Aim of the task =>
Read through the material below and find each line that has the word "number"; copy it.

== == ==

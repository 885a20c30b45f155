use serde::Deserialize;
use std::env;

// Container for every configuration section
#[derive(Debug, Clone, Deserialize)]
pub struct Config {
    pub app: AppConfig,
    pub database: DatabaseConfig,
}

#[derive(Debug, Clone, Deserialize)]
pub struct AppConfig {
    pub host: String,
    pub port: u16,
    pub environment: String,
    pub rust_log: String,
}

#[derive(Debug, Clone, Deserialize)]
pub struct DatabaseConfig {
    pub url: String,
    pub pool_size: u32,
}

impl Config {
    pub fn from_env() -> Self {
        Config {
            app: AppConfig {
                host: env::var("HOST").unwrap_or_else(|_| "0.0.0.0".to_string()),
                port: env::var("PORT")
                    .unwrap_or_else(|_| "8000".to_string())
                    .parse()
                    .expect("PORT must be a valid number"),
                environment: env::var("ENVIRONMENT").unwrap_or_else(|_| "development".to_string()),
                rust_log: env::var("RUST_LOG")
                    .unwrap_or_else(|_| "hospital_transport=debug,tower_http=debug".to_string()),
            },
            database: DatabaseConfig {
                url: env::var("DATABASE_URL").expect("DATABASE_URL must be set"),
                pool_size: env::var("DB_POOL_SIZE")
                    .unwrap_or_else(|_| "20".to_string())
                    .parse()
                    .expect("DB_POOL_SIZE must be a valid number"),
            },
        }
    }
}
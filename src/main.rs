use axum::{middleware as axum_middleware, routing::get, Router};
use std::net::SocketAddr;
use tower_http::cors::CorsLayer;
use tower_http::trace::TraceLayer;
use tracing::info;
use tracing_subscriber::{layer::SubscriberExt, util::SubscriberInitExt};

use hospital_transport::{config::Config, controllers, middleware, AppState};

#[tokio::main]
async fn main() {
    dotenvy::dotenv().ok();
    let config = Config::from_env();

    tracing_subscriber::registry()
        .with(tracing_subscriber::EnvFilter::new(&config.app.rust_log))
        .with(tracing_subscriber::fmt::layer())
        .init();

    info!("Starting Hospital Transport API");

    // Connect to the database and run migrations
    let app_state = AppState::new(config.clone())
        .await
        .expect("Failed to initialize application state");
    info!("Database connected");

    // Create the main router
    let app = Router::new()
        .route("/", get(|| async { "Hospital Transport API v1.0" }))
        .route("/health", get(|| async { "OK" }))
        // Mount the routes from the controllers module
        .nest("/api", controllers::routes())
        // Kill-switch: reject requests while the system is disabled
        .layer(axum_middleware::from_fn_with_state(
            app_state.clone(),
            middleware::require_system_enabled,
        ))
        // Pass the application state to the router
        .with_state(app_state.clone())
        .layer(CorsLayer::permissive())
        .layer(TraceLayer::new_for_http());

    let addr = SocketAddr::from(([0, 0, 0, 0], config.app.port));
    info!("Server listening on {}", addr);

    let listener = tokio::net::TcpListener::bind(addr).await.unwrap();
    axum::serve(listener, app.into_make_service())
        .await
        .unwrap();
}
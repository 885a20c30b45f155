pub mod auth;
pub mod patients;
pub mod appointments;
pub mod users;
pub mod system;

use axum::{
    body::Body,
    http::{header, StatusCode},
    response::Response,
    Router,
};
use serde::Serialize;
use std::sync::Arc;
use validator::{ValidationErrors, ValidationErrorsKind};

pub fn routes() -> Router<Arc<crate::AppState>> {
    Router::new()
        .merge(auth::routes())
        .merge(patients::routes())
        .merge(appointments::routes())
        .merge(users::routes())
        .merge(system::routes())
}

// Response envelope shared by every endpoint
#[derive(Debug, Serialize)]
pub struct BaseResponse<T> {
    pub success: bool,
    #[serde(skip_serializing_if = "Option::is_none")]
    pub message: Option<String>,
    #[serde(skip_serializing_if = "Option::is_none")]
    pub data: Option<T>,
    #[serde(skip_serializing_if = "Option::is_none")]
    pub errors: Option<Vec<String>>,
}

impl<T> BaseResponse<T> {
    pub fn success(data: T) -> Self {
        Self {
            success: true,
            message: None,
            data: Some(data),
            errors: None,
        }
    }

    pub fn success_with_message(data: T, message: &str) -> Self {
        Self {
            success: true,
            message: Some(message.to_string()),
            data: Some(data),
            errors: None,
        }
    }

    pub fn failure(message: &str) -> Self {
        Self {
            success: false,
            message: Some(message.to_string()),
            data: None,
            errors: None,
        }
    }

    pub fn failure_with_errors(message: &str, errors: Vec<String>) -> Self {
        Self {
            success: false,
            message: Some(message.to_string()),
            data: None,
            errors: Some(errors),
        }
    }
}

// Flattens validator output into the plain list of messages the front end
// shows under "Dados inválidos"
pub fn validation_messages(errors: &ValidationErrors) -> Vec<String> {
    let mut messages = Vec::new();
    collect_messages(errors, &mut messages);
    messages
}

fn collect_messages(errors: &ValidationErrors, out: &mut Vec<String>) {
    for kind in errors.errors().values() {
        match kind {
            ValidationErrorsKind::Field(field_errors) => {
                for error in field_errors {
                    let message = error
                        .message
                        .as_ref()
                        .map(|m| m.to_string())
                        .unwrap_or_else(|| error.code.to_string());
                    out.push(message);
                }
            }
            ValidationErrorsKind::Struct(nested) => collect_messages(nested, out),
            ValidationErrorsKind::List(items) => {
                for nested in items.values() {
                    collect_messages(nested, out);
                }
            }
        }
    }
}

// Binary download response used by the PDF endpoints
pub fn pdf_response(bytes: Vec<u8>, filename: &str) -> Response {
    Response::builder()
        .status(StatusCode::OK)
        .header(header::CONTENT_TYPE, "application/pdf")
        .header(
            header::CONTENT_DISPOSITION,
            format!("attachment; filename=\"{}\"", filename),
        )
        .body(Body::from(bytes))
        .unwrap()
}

== == ==

Reply =>
                    .expect("PORT must be a valid number"),
                    .expect("DB_POOL_SIZE must be a valid number"),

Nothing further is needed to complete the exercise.